Research Papers

Lyapunov Sliding-Mode Observers With Application for Active Magnetic Bearing Operated With Zero-Bias Flux

[+] Author and Article Information
Arkadiusz Mystkowski

Department of Automatic Control and
Bialystok University of Technology,
Wiejska 45A,
Bialystok 15-351, Poland
e-mail: a.mystkowski@pb.edu.pl

Contributed by the Dynamic Systems Division of ASME for publication in the JOURNAL OF DYNAMIC SYSTEMS, MEASUREMENT,AND CONTROL. Manuscript received May 24, 2017; final manuscript received November 6, 2018; published online December 19, 2018. Assoc. Editor: Heikki Handroos.

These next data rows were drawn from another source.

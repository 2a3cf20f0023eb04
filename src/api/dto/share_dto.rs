//! Share-link view DTO.

use axum::http::StatusCode;
use serde::Serialize;

use crate::domain::SharedSchedule;
use crate::service::{ShareFailure, ShareState};

/// Message shown for a valid link with nothing scheduled.
pub const NO_SHIFTS_MESSAGE: &str = "You have no upcoming shifts.";

/// Body of `GET /s/{token}/schedule`, tagged by `state`.
#[derive(Debug, Serialize)]
#[serde(tag = "state", rename_all = "snake_case")]
pub enum ShareView {
    /// The fetch has not settled.
    Loading,
    /// Upcoming shifts.
    Resolved {
        /// Schedule payload.
        schedule: SharedSchedule,
    },
    /// Valid link, no upcoming shifts.
    Empty {
        /// Schedule header (venue, staff).
        schedule: SharedSchedule,
        /// Friendly note.
        message: &'static str,
    },
    /// The link could not be resolved.
    Failed {
        /// Machine-readable reason.
        reason: &'static str,
        /// User-facing message.
        message: &'static str,
        /// Same-token retry target; absent when retrying cannot help.
        #[serde(skip_serializing_if = "Option::is_none")]
        retry_href: Option<String>,
    },
}

impl ShareView {
    /// Builds the view for a settled resolver state. `retry_href` is the
    /// path that re-issues the same fetch.
    #[must_use]
    pub fn from_state(state: ShareState, retry_href: Option<String>) -> Self {
        match state {
            ShareState::Idle | ShareState::Loading { .. } => Self::Loading,
            ShareState::Resolved(schedule) => Self::Resolved { schedule },
            ShareState::Empty(schedule) => Self::Empty {
                schedule,
                message: NO_SHIFTS_MESSAGE,
            },
            ShareState::Failed(failure) => Self::Failed {
                reason: failure.reason(),
                message: failure.message(),
                retry_href,
            },
        }
    }

    /// HTTP status to send with this view.
    #[must_use]
    pub const fn status_for(state: &ShareState) -> StatusCode {
        match state {
            ShareState::Idle | ShareState::Loading { .. } => StatusCode::ACCEPTED,
            ShareState::Resolved(_) | ShareState::Empty(_) => StatusCode::OK,
            ShareState::Failed(ShareFailure::InvalidOrExpiredToken) => StatusCode::NOT_FOUND,
            ShareState::Failed(ShareFailure::Unavailable(_)) => StatusCode::SERVICE_UNAVAILABLE,
        }
    }
}
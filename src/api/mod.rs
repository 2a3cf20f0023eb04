//! HTTP layer: route handlers, DTOs, OpenAPI and router composition.
//!
//! Everything under `/dashboard` passes through [`require_session`] before
//! [`attach_profile`] or any handler runs. Auth, health and `/s/{token}`
//! share routes are mounted outside the gate.

pub mod dto;
pub mod handlers;
pub mod openapi;

use axum::Router;
use axum::middleware::from_fn_with_state;
use axum::routing::get;

use crate::app_state::AppState;
use crate::auth::{attach_profile, require_session};
use crate::ws::handler::ws_handler;

/// Builds the complete router. `state` is needed up front by the gate
/// middleware.
pub fn build_router(state: &AppState) -> Router<AppState> {
    let dashboard = handlers::dashboard_routes()
        .route("/ws", get(ws_handler))
        .layer(from_fn_with_state(state.clone(), attach_profile))
        .layer(from_fn_with_state(state.clone(), require_session));

    let router = Router::new()
        .nest("/dashboard", dashboard)
        .merge(handlers::public_routes());

    with_swagger(router)
}

#[cfg(feature = "swagger-ui")]
fn with_swagger(router: Router<AppState>) -> Router<AppState> {
    use utoipa::OpenApi;
    use utoipa_swagger_ui::SwaggerUi;

    router.merge(
        SwaggerUi::new("/swagger-ui").url("/api-docs/openapi.json", openapi::ApiDoc::openapi()),
    )
}

#[cfg(not(feature = "swagger-ui"))]
fn with_swagger(router: Router<AppState>) -> Router<AppState> {
    router
}
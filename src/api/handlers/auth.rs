//! Public auth handlers: login, logout and password reset.

use axum::extract::{Query, State};
use axum::http::{HeaderMap, StatusCode};
use axum::response::{IntoResponse, Redirect, Response};
use axum::routing::{get, post};
use axum::{Json, Router};

use crate::api::dto::{
    AcceptedResponse, ForgotPasswordRequest, LoginResponse, LoginView, ResetPasswordQuery,
    ResetPasswordRequest,
};
use crate::app_state::AppState;
use crate::auth::cookies::{self, CookieAttrs};
use crate::backend::LoginCredentials;
use crate::domain::SessionId;
use crate::error::{ConsoleError, ErrorResponse, LOGIN_ROUTE};

/// First dashboard view after login.
pub const DASHBOARD_HOME: &str = "/dashboard/venues";

/// `GET /login` — Login view descriptor.
#[utoipa::path(
    get,
    path = "/login",
    tag = "Auth",
    summary = "Login view",
    responses(
        (status = 200, description = "Login form descriptor", body = LoginView),
    )
)]
pub async fn login_view() -> impl IntoResponse {
    Json(LoginView {
        view: "login",
        submit_href: LOGIN_ROUTE,
        forgot_password_href: "/forgot-password",
    })
}

/// `POST /login` — Authenticate and open a session.
///
/// # Errors
///
/// Returns [`ConsoleError::InvalidCredentials`] when the backend refuses the
/// credentials.
#[utoipa::path(
    post,
    path = "/login",
    tag = "Auth",
    summary = "Log in",
    description = "Authenticates against the scheduling backend and sets the session cookie.",
    request_body = LoginCredentials,
    responses(
        (status = 200, description = "Session opened", body = LoginResponse),
        (status = 400, description = "Missing email or password", body = ErrorResponse),
        (status = 401, description = "Invalid credentials", body = ErrorResponse),
    )
)]
pub async fn login(
    State(state): State<AppState>,
    Json(credentials): Json<LoginCredentials>,
) -> Result<Response, ConsoleError> {
    let session = state.session_service.login(&credentials).await?;

    let mut response = Json(LoginResponse {
        tenant_id: session.tenant.clone(),
        expires_at: session.expires_at,
        redirect_to: DASHBOARD_HOME,
    })
    .into_response();
    cookies::append(
        response.headers_mut(),
        &state.cookies.session_name,
        &session.id.to_string(),
        CookieAttrs {
            max_age_secs: state.cookies.session_max_age_secs,
            secure: state.cookies.secure,
        },
    );
    Ok(response)
}

/// `POST /logout` — Destroy the session and return to the login view.
#[utoipa::path(
    post,
    path = "/logout",
    tag = "Auth",
    summary = "Log out",
    responses(
        (status = 303, description = "Session cleared, redirect to /login"),
    )
)]
pub async fn logout(State(state): State<AppState>, headers: HeaderMap) -> Response {
    let id = cookies::read(&headers, &state.cookies.session_name)
        .and_then(|raw| SessionId::parse(&raw));
    state.session_service.logout(id);

    let mut response = Redirect::to(LOGIN_ROUTE).into_response();
    cookies::append(
        response.headers_mut(),
        &state.cookies.session_name,
        "",
        CookieAttrs {
            max_age_secs: 0,
            secure: state.cookies.secure,
        },
    );
    response
}

/// `POST /forgot-password` — Request a reset email.
///
/// Always answers `202` for a well-formed request so account existence is
/// not disclosed.
///
/// # Errors
///
/// Returns [`ConsoleError`] on a blank email or a backend outage.
#[utoipa::path(
    post,
    path = "/forgot-password",
    tag = "Auth",
    summary = "Request a password reset",
    request_body = ForgotPasswordRequest,
    responses(
        (status = 202, description = "Request accepted", body = AcceptedResponse),
        (status = 400, description = "Missing email", body = ErrorResponse),
    )
)]
pub async fn forgot_password(
    State(state): State<AppState>,
    Json(req): Json<ForgotPasswordRequest>,
) -> Result<impl IntoResponse, ConsoleError> {
    if req.email.trim().is_empty() {
        return Err(ConsoleError::InvalidRequest("email is required".to_string()));
    }
    state.session_service.forgot_password(req.email.trim()).await?;
    Ok((StatusCode::ACCEPTED, Json(AcceptedResponse::accepted())))
}

/// `POST /reset-password?token=...` — Set a new password.
///
/// # Errors
///
/// Returns [`ConsoleError::InvalidOrExpiredToken`] for a rejected reset
/// token.
#[utoipa::path(
    post,
    path = "/reset-password",
    tag = "Auth",
    summary = "Complete a password reset",
    params(ResetPasswordQuery),
    request_body = ResetPasswordRequest,
    responses(
        (status = 200, description = "Password changed", body = AcceptedResponse),
        (status = 400, description = "Missing password", body = ErrorResponse),
        (status = 404, description = "Invalid or expired reset token", body = ErrorResponse),
    )
)]
pub async fn reset_password(
    State(state): State<AppState>,
    Query(query): Query<ResetPasswordQuery>,
    Json(req): Json<ResetPasswordRequest>,
) -> Result<impl IntoResponse, ConsoleError> {
    state
        .session_service
        .reset_password(&query.token, &req.password)
        .await?;
    Ok(Json(AcceptedResponse::accepted()))
}

/// Public auth routes.
pub fn routes() -> Router<AppState> {
    Router::new()
        .route(LOGIN_ROUTE, get(login_view).post(login))
        .route("/logout", post(logout))
        .route("/forgot-password", post(forgot_password))
        .route("/reset-password", post(reset_password))
}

J. Dyn. Sys., Meas., Control 141(4), 041006 (Dec 19, 2018) (12 pages) Paper No: DS-17-1272; doi: 10.1115/1.4041978 History: Received May 24, 2017; Revised November 06, 2018

This study deals with sliding-mode nonlinear observers for a flux-controlled active magnetic bearing (AMB) operated with zero-bias flux. The Lyapunov sliding-mode observer (LSMO) feedback designs are performed for the nonlinear AMB dynamics due to control voltage saturation. The nonlinear observers are designed to estimate the magnetic flux and rotor mass velocity. The observer designs are incorporated in equivalence implementation of the nonlinear state-feedback controller. The main design tools such as sliding-mode control, Lyapunov-based control are used in this framework. The proposed observers are verified by means of numerical simulations, and stability and effectiveness of the proposed observer-based feedback designs are shown.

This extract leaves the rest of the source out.